■ What to produce ■
Using the listing below, say how many lines have the string "query" in them, giving the number alone.

[Extracted material]

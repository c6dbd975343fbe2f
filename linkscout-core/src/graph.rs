use crate::cache::BacklinkGraphClient;
use crate::domain::{Blacklist, normalize_domain};
use crate::error::Result;
use crate::model::{SharedDomain, TwiceRemovedPath, TwiceRemovedSummary};
use futures::future::join_all;
use std::collections::{BTreeMap, BTreeSet};
use std::sync::Arc;
use tokio_util::sync::CancellationToken;
use tracing::{debug, info};

/// Limits for the shared-neighbor algorithms.
#[derive(Debug, Clone, Copy, PartialEq, Eq)]
pub struct SharedLinkParams {
    pub min_shared: usize,
    pub max_referrers: usize,
    pub max_outlinks_per_referrer: usize,
}

impl Default for SharedLinkParams {
    fn default() -> Self {
        Self {
            min_shared: 2,
            max_referrers: 100,
            max_outlinks_per_referrer: 200,
        }
    }
}

/// Count, for every candidate domain, the distinct seeds whose neighbor set
/// contains it.
///
/// The target, blacklisted domains and a seed's own domain never count.
/// Candidates seen by fewer than `min_shared` seeds are dropped; the rest are
/// sorted by count (desc) then name.
pub fn count_shared(
    target: &str,
    neighbor_sets: &[(String, BTreeSet<String>)],
    blacklist: &Blacklist,
    min_shared: usize,
) -> Vec<SharedDomain> {
    let mut seen_by: BTreeMap<&str, BTreeSet<&str>> = BTreeMap::new();

    for (seed, neighbors) in neighbor_sets {
        for candidate in neighbors {
            if candidate == target || candidate == seed || blacklist.contains(candidate) {
                continue;
            }
            seen_by
                .entry(candidate.as_str())
                .or_default()
                .insert(seed.as_str());
        }
    }

    let mut shared: Vec<SharedDomain> = seen_by
        .into_iter()
        .filter(|(_, seeds)| seeds.len() >= min_shared.max(1))
        .map(|(domain, seeds)| SharedDomain {
            domain: domain.to_string(),
            count: seeds.len(),
            via: seeds.into_iter().map(str::to_string).collect(),
        })
        .collect();
    shared.sort_by(|a, b| b.count.cmp(&a.count).then_with(|| a.domain.cmp(&b.domain)));
    shared
}

/// Group twice-removed paths by second-level domain, most paths first.
pub fn summarize_twice_removed(paths: &[TwiceRemovedPath]) -> Vec<TwiceRemovedSummary> {
    let mut grouped: BTreeMap<&str, BTreeSet<&str>> = BTreeMap::new();
    for path in paths {
        grouped
            .entry(path.domain.as_str())
            .or_default()
            .insert(path.via.as_str());
    }

    let mut summaries: Vec<TwiceRemovedSummary> = grouped
        .into_iter()
        .map(|(domain, via)| TwiceRemovedSummary {
            domain: domain.to_string(),
            paths: via.len(),
            via: via.into_iter().map(str::to_string).collect(),
        })
        .collect();
    summaries.sort_by(|a, b| b.paths.cmp(&a.paths).then_with(|| a.domain.cmp(&b.domain)));
    summaries
}

/// Graph algorithms over the run's backlink cache.
pub struct GraphAnalyzer {
    client: Arc<BacklinkGraphClient>,
    blacklist: Arc<Blacklist>,
}

impl GraphAnalyzer {
    pub fn new(client: Arc<BacklinkGraphClient>, blacklist: Arc<Blacklist>) -> Self {
        Self { client, blacklist }
    }

    pub fn client(&self) -> &BacklinkGraphClient {
        &self.client
    }

    /// Referrers of `target` without blacklisted domains, at most `limit`.
    async fn seed_referrers(&self, target: &str, limit: usize) -> Result<BTreeSet<String>> {
        let referrers = self.client.get_referrers(target, usize::MAX).await?;
        Ok(referrers
            .into_iter()
            .filter(|r| !self.blacklist.contains(r))
            .take(limit)
            .collect())
    }

    /// Outlink sets of every seed. Failed or cancelled fetches are skipped; the
    /// failures are already in the diagnostics.
    async fn outlink_sets(
        &self,
        seeds: &BTreeSet<String>,
        limit: usize,
        cancel: &CancellationToken,
    ) -> Vec<(String, BTreeSet<String>)> {
        let fetches = seeds.iter().map(|seed| async move {
            tokio::select! {
                biased;
                _ = cancel.cancelled() => None,
                outlinks = self.client.get_outlinks(seed, limit) => {
                    outlinks.ok().map(|set| (seed.clone(), set))
                }
            }
        });
        join_all(fetches).await.into_iter().flatten().collect()
    }

    async fn shared_outlinks(
        &self,
        target: &str,
        params: &SharedLinkParams,
        cancel: &CancellationToken,
    ) -> Result<Vec<SharedDomain>> {
        let target = normalize_domain(target)?;
        let seeds = self.seed_referrers(&target, params.max_referrers).await?;
        debug!("{} has {} usable referrers", target, seeds.len());

        let sets = self
            .outlink_sets(&seeds, params.max_outlinks_per_referrer, cancel)
            .await;
        Ok(count_shared(&target, &sets, &self.blacklist, params.min_shared))
    }

    /// Domains that the target's referrers also link to, with at least
    /// `min_shared` referrers in common.
    pub async fn similar_profile(
        &self,
        target: &str,
        params: &SharedLinkParams,
        cancel: &CancellationToken,
    ) -> Result<Vec<SharedDomain>> {
        let shared = self.shared_outlinks(target, params, cancel).await?;
        info!("Similar profile for {}: {} domains", target, shared.len());
        Ok(shared)
    }

    /// Domains co-promoted with the target by the same referrers.
    pub async fn co_linked(
        &self,
        target: &str,
        params: &SharedLinkParams,
        cancel: &CancellationToken,
    ) -> Result<Vec<SharedDomain>> {
        let shared = self.shared_outlinks(target, params, cancel).await?;
        info!("Co-linked with {}: {} domains", target, shared.len());
        Ok(shared)
    }

    /// Referrers of referrers: `(d2, d1, target)` paths two hops away.
    ///
    /// `d2` is never the target, a first-level referrer, its own `d1`, or
    /// blacklisted. Blacklisted first-level domains are not used as hops.
    pub async fn twice_removed(
        &self,
        target: &str,
        max_referrers: usize,
        max_second_level: usize,
        cancel: &CancellationToken,
    ) -> Result<Vec<TwiceRemovedPath>> {
        let target = normalize_domain(target)?;
        let first_level = self.client.get_referrers(&target, usize::MAX).await?;
        let hops: Vec<&String> = first_level
            .iter()
            .filter(|d| !self.blacklist.contains(d))
            .take(max_referrers)
            .collect();

        let fetches = hops.iter().map(|d1| async move {
            let second = tokio::select! {
                biased;
                _ = cancel.cancelled() => return None,
                second = self.seed_referrers(d1, max_second_level) => second.ok()?,
            };
            Some((d1.to_string(), second))
        });

        let mut paths: Vec<TwiceRemovedPath> = join_all(fetches)
            .await
            .into_iter()
            .flatten()
            .flat_map(|(d1, second)| {
                second
                    .into_iter()
                    .filter(|d2| *d2 != target && *d2 != d1 && !first_level.contains(d2))
                    .map(|d2| TwiceRemovedPath {
                        domain: d2,
                        via: d1.clone(),
                        target: target.clone(),
                    })
                    .collect::<Vec<_>>()
            })
            .collect();
        paths.sort();

        info!(
            "Twice-removed for {}: {} paths through {} referrers",
            target,
            paths.len(),
            hops.len()
        );
        Ok(paths)
    }
}

#[cfg(test)]
mod tests {
    use super::*;

    fn set(domains: &[&str]) -> BTreeSet<String> {
        domains.iter().map(|d| d.to_string()).collect()
    }

    #[test]
    fn test_count_shared_respects_min_shared() {
        let sets = vec![
            ("a.com".to_string(), set(&["x.com", "z.com"])),
            ("b.com".to_string(), set(&["x.com"])),
            ("c.com".to_string(), set(&["y.com", "z.com"])),
        ];
        let blacklist = Blacklist::default();

        let two = count_shared("example.com", &sets, &blacklist, 2);
        assert_eq!(two.len(), 2);
        assert_eq!(two[0].domain, "x.com");
        assert_eq!(two[0].via, vec!["a.com".to_string(), "b.com".to_string()]);
        assert_eq!(two[1].domain, "z.com");

        assert!(count_shared("example.com", &sets, &blacklist, 3).is_empty());
    }

    #[test]
    fn test_count_shared_excludes_target_self_and_blacklist() {
        let sets = vec![
            ("a.com".to_string(), set(&["example.com", "a.com", "spam.com", "x.com"])),
            ("b.com".to_string(), set(&["example.com", "a.com", "sub.spam.com", "x.com"])),
        ];
        let blacklist = Blacklist::new(["spam.com"]);

        let shared = count_shared("example.com", &sets, &blacklist, 1);
        let names: Vec<&str> = shared.iter().map(|s| s.domain.as_str()).collect();
        assert_eq!(names, vec!["x.com", "a.com"]);
        assert_eq!(shared[1].count, 1);
    }

    #[test]
    fn test_summarize_twice_removed() {
        let path = |d2: &str, d1: &str| TwiceRemovedPath {
            domain: d2.to_string(),
            via: d1.to_string(),
            target: "example.com".to_string(),
        };
        let summary = summarize_twice_removed(&[
            path("q.com", "a.com"),
            path("p.com", "a.com"),
            path("p.com", "b.com"),
        ]);

        assert_eq!(summary[0].domain, "p.com");
        assert_eq!(summary[0].paths, 2);
        assert_eq!(summary[1].domain, "q.com");
    }
}
use crate::content::http_client;
use crate::error::{Result, SourceError};
use crate::result::LinkPage;
use async_trait::async_trait;
use reqwest::Client;
use serde::Deserialize;
use std::time::Duration;
use tracing::debug;
use url::Url;

/// External link-data provider.
///
/// Results are sampled and capped by the provider; callers must treat them as
/// a lower bound.
#[async_trait]
pub trait LinkProvider: Send + Sync {
    fn name(&self) -> &str;

    /// Edges pointing at `domain` (source = referrer).
    async fn referrers(&self, domain: &str, limit: usize) -> Result<LinkPage>;

    /// Edges leaving `domain` (target = linked domain).
    async fn outlinks(&self, domain: &str, limit: usize) -> Result<LinkPage>;

    /// Total number of outbound links the provider knows for `domain`.
    async fn outlink_count(&self, domain: &str) -> Result<u64>;
}

pub struct HttpLinkProvider {
    name: String,
    client: Client,
    base_url: String,
    api_key: Option<String>,
}

#[derive(Deserialize)]
struct OutlinkCountResponse {
    outlinks: u64,
}

impl HttpLinkProvider {
    pub fn new(name: impl Into<String>, base_url: &str, timeout: Duration) -> Result<Self> {
        Url::parse(base_url).map_err(|e| SourceError::InvalidUrl(format!("{}: {}", base_url, e)))?;
        Ok(Self {
            name: name.into(),
            client: http_client(timeout)?,
            base_url: base_url.trim_end_matches('/').to_string(),
            api_key: None,
        })
    }

    pub fn with_api_key(mut self, api_key: Option<String>) -> Self {
        self.api_key = api_key;
        self
    }

    async fn get_json<T: for<'de> Deserialize<'de>>(
        &self,
        path: &str,
        query: &[(&str, String)],
    ) -> Result<T> {
        let url = format!("{}/v1/{}", self.base_url, path);
        debug!("{} GET {} {:?}", self.name, url, query);

        let mut request = self.client.get(&url).query(query);
        if let Some(ref key) = self.api_key {
            request = request.bearer_auth(key);
        }

        let response = request.send().await?;
        let status = response.status();
        if !status.is_success() {
            return Err(SourceError::Status {
                endpoint: self.name.clone(),
                status: status.as_u16(),
            });
        }

        let body = response.text().await?;
        Ok(serde_json::from_str(&body)?)
    }
}

#[async_trait]
impl LinkProvider for HttpLinkProvider {
    fn name(&self) -> &str {
        &self.name
    }

    async fn referrers(&self, domain: &str, limit: usize) -> Result<LinkPage> {
        self.get_json(
            "referrers",
            &[("domain", domain.to_string()), ("limit", limit.to_string())],
        )
        .await
    }

    async fn outlinks(&self, domain: &str, limit: usize) -> Result<LinkPage> {
        self.get_json(
            "outlinks",
            &[("domain", domain.to_string()), ("limit", limit.to_string())],
        )
        .await
    }

    async fn outlink_count(&self, domain: &str) -> Result<u64> {
        let response: OutlinkCountResponse = self
            .get_json("outlink-count", &[("domain", domain.to_string())])
            .await?;
        Ok(response.outlinks)
    }
}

[/Extracted material]

■ Response to this task ■
3